PROBLEM REQUIREMENTS:
Please find all lines in the data that hold the string "ErrorKind" and copy them.

::: RECORDS FOR PROCESSING :::

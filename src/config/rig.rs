//! Rig packages: shared fallback locations for config files.
//!
//! A project opts into a rig with `config/rig.json`:
//!
//! ```json
//! { "rigPackageName": "@acme/node-rig", "rigProfile": "library" }
//! ```
//!
//! The rig package is found in `node_modules` of the project or one of its
//! ancestors, and its profile folder is `<package>/profiles/<profile>`.

use std::path::{Path, PathBuf};

use serde::Deserialize;

use super::module::find_package;
use super::ConfigError;

/// Supplies the folder searched when a project lacks a config file.
pub trait RigProfile {
    fn profile_folder(&self, project_folder: &Path) -> Option<PathBuf>;
}

impl<F> RigProfile for F
where
    F: Fn(&Path) -> Option<PathBuf>,
{
    fn profile_folder(&self, project_folder: &Path) -> Option<PathBuf> {
        self(project_folder)
    }
}

#[derive(Debug, Deserialize)]
#[serde(rename_all = "camelCase")]
struct RigFile {
    rig_package_name: String,
    #[serde(default = "default_profile")]
    rig_profile: String,
}

fn default_profile() -> String {
    RigConfig::DEFAULT_PROFILE.to_string()
}

/// A project's `config/rig.json`.
#[derive(Debug, Clone, PartialEq, Eq)]
pub struct RigConfig {
    package_name: String,
    profile: String,
}

impl RigConfig {
    pub const FILE: &'static str = "config/rig.json";
    pub const DEFAULT_PROFILE: &'static str = "default";

    /// A rig without reading a rig file.
    pub fn new(package_name: impl Into<String>, profile: impl Into<String>) -> Self {
        Self {
            package_name: package_name.into(),
            profile: profile.into(),
        }
    }

    /// Reads the rig file of `project_folder`.
    ///
    /// Returns `Ok(None)` if the project has no rig file.
    pub fn load_for_project(project_folder: impl AsRef<Path>) -> Result<Option<Self>, ConfigError> {
        let path = project_folder.as_ref().join(Self::FILE);
        let contents = match std::fs::read_to_string(&path) {
            Ok(contents) => contents,
            Err(e) if e.kind() == std::io::ErrorKind::NotFound => return Ok(None),
            Err(e) => return Err(ConfigError::ReadError { path, source: e }),
        };

        let file: RigFile =
            serde_json::from_str(&contents).map_err(|e| ConfigError::MalformedDocument {
                path: path.clone(),
                source: e,
            })?;

        let invalid = |reason: String| ConfigError::InvalidDocument {
            path: path.clone(),
            reason,
        };
        if !file.rig_package_name.ends_with("-rig") {
            return Err(invalid(format!(
                "rig package name \"{}\" must end in \"-rig\"",
                file.rig_package_name
            )));
        }
        if !is_profile_name(&file.rig_profile) {
            return Err(invalid(format!(
                "rig profile \"{}\" may only contain lowercase letters, digits, '-', '_' and '.'",
                file.rig_profile
            )));
        }

        tracing::debug!(
            path = %path.display(),
            package = %file.rig_package_name,
            profile = %file.rig_profile,
            "loaded rig config"
        );
        Ok(Some(Self::new(file.rig_package_name, file.rig_profile)))
    }

    /// The npm package name of the rig, e.g. `@acme/node-rig`.
    pub fn package_name(&self) -> &str {
        &self.package_name
    }

    /// Name of the profile folder under `profiles/`.
    pub fn profile(&self) -> &str {
        &self.profile
    }
}

impl RigProfile for RigConfig {
    fn profile_folder(&self, project_folder: &Path) -> Option<PathBuf> {
        let package = find_package(&self.package_name, project_folder)?;
        let folder = package.join("profiles").join(&self.profile);
        if folder.is_dir() {
            Some(folder)
        } else {
            tracing::debug!(folder = %folder.display(), "rig profile folder is missing");
            None
        }
    }
}

fn is_profile_name(name: &str) -> bool {
    !name.is_empty()
        && name
            .chars()
            .all(|c| c.is_ascii_lowercase() || c.is_ascii_digit() || matches!(c, '-' | '_' | '.'))
}
//! Walking a file's `extends` chain.

use std::path::{Path, PathBuf};

use super::file::{read_document, RawDocument};
use super::resolve::normalize;
use super::ConfigError;

/// Every document one load inherits from, most-base first.
///
/// A chain always holds at least the requested file.
#[derive(Debug, Clone)]
pub(crate) struct ExtendsChain {
    base: RawDocument,
    derived: Vec<RawDocument>,
}

impl ExtendsChain {
    pub fn single(document: RawDocument) -> Self {
        Self {
            base: document,
            derived: Vec::new(),
        }
    }

    pub fn len(&self) -> usize {
        1 + self.derived.len()
    }

    pub fn iter(&self) -> impl Iterator<Item = &RawDocument> {
        std::iter::once(&self.base).chain(self.derived.iter())
    }

    /// The file the chain was resolved from.
    pub fn leaf(&self) -> &RawDocument {
        self.derived.last().unwrap_or(&self.base)
    }

    pub fn into_parts(self) -> (RawDocument, Vec<RawDocument>) {
        (self.base, self.derived)
    }
}

/// Follows `extends` references starting at `root`.
///
/// Each reference is resolved against the folder of the file declaring it.
/// Files are identified by canonical path, so a chain that comes back to a
/// file through a different spelling or a symlink is still a cycle.
pub(crate) fn resolve_chain(root: &Path) -> Result<ExtendsChain, ConfigError> {
    let mut current = canonical(root).ok_or_else(|| ConfigError::NotFound {
        path: root.to_path_buf(),
        rig_path: None,
    })??;

    let mut visited: Vec<PathBuf> = Vec::new();
    let mut documents: Vec<RawDocument> = Vec::new();

    loop {
        let document = read_document(&current)?.ok_or_else(|| match visited.last() {
            Some(referencing) => ConfigError::UnresolvedExtends {
                referencing: referencing.clone(),
                target: current.clone(),
            },
            None => ConfigError::NotFound {
                path: current.clone(),
                rig_path: None,
            },
        })?;

        let target = document.extends.as_deref().map(|extends| {
            let folder = current.parent().unwrap_or(Path::new("/"));
            normalize(&folder.join(extends))
        });
        visited.push(current);
        documents.push(document);

        let Some(target) = target else {
            break;
        };

        let referencing = visited.last().cloned().unwrap_or_default();
        let next = canonical(&target).transpose()?;
        let Some(next) = next.filter(|next| next.is_file()) else {
            return Err(ConfigError::UnresolvedExtends {
                referencing,
                target,
            });
        };

        if visited.contains(&next) {
            let mut cycle = visited;
            cycle.push(next);
            return Err(ConfigError::CircularExtends { cycle });
        }

        tracing::debug!(
            from = %referencing.display(),
            to = %next.display(),
            "following extends"
        );
        current = next;
    }

    documents.reverse();
    let mut documents = documents.into_iter();
    let base = documents.next().ok_or_else(|| ConfigError::NotFound {
        path: root.to_path_buf(),
        rig_path: None,
    })?;

    Ok(ExtendsChain {
        base,
        derived: documents.collect(),
    })
}

/// Canonical path of an existing file, `None` when it does not exist.
fn canonical(path: &Path) -> Option<Result<PathBuf, ConfigError>> {
    match std::fs::canonicalize(path) {
        Ok(path) => Some(Ok(path)),
        Err(e) if e.kind() == std::io::ErrorKind::NotFound => None,
        Err(e) => Some(Err(ConfigError::ReadError {
            path: path.to_path_buf(),
            source: e,
        })),
    }
}

#[cfg(test)]
mod tests {
    use super::*;
    use serde_json::json;
    use std::fs;
    use tempfile::TempDir;

    fn project() -> (TempDir, PathBuf) {
        let dir = TempDir::new().unwrap();
        let root = fs::canonicalize(dir.path()).unwrap();
        (dir, root)
    }

    fn write(root: &Path, name: &str, contents: serde_json::Value) -> PathBuf {
        let path = root.join(name);
        fs::create_dir_all(path.parent().unwrap()).unwrap();
        fs::write(&path, contents.to_string()).unwrap();
        path
    }

    fn paths(chain: &ExtendsChain) -> Vec<PathBuf> {
        chain.iter().map(|doc| doc.path.to_path_buf()).collect()
    }

    #[test]
    fn test_single_file_chain() {
        let (_dir, root) = project();
        let leaf = write(&root, "app.json", json!({ "a": 1 }));

        let chain = resolve_chain(&leaf).unwrap();
        assert_eq!(chain.len(), 1);
        assert_eq!(paths(&chain), vec![leaf.clone()]);
        assert_eq!(&*chain.leaf().path, leaf.as_path());
    }

    #[test]
    fn test_three_level_chain_is_base_first() {
        let (_dir, root) = project();
        let base = write(&root, "shared/base.json", json!({ "a": 1 }));
        let mid = write(&root, "shared/mid.json", json!({ "extends": "./base.json" }));
        let leaf = write(&root, "config/app.json", json!({ "extends": "../shared/mid.json" }));

        let chain = resolve_chain(&leaf).unwrap();
        assert_eq!(paths(&chain), vec![base, mid, leaf]);
    }

    #[test]
    fn test_self_reference_is_circular() {
        let (_dir, root) = project();
        let file = write(&root, "app.json", json!({ "extends": "./app.json" }));

        match resolve_chain(&file) {
            Err(ConfigError::CircularExtends { cycle }) => {
                assert_eq!(cycle, vec![file.clone(), file]);
            }
            other => panic!("expected CircularExtends, got {other:?}"),
        }
    }

    #[test]
    fn test_mutual_reference_names_full_path() {
        let (_dir, root) = project();
        let first = write(&root, "one.json", json!({ "extends": "two.json" }));
        let second = write(&root, "two.json", json!({ "extends": "./one.json" }));

        match resolve_chain(&first) {
            Err(ConfigError::CircularExtends { cycle }) => {
                assert_eq!(cycle, vec![first.clone(), second, first]);
            }
            other => panic!("expected CircularExtends, got {other:?}"),
        }
    }

    #[test]
    fn test_missing_ancestor() {
        let (_dir, root) = project();
        let leaf = write(&root, "app.json", json!({ "extends": "./missing.json" }));

        match resolve_chain(&leaf) {
            Err(ConfigError::UnresolvedExtends {
                referencing,
                target,
            }) => {
                assert_eq!(referencing, leaf);
                assert_eq!(target, root.join("missing.json"));
            }
            other => panic!("expected UnresolvedExtends, got {other:?}"),
        }
    }

    #[test]
    fn test_extends_pointing_at_folder_is_unresolved() {
        let (_dir, root) = project();
        fs::create_dir_all(root.join("config/sub")).unwrap();
        let leaf = write(&root, "config/app.json", json!({ "extends": "./sub" }));

        match resolve_chain(&leaf) {
            Err(ConfigError::UnresolvedExtends {
                referencing,
                target,
            }) => {
                assert_eq!(referencing, leaf);
                assert_eq!(target, root.join("config/sub"));
            }
            other => panic!("expected UnresolvedExtends, got {other:?}"),
        }
    }

    #[test]
    fn test_missing_root_is_not_found() {
        let (_dir, root) = project();
        let result = resolve_chain(&root.join("absent.json"));
        assert!(matches!(result, Err(ConfigError::NotFound { .. })));
    }

    #[test]
    fn test_malformed_ancestor_names_that_file() {
        let (_dir, root) = project();
        let base = root.join("base.json");
        fs::write(&base, "{ not json").unwrap();
        let leaf = write(&root, "app.json", json!({ "extends": "base.json" }));

        match resolve_chain(&leaf) {
            Err(ConfigError::MalformedDocument { path, .. }) => assert_eq!(path, base),
            other => panic!("expected MalformedDocument, got {other:?}"),
        }
    }
}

:::

ANSWER FOR THE TASK:
            Err(e) if e.kind() == std::io::ErrorKind::NotFound => return Ok(None),
        Err(e) if e.kind() == std::io::ErrorKind::NotFound => None,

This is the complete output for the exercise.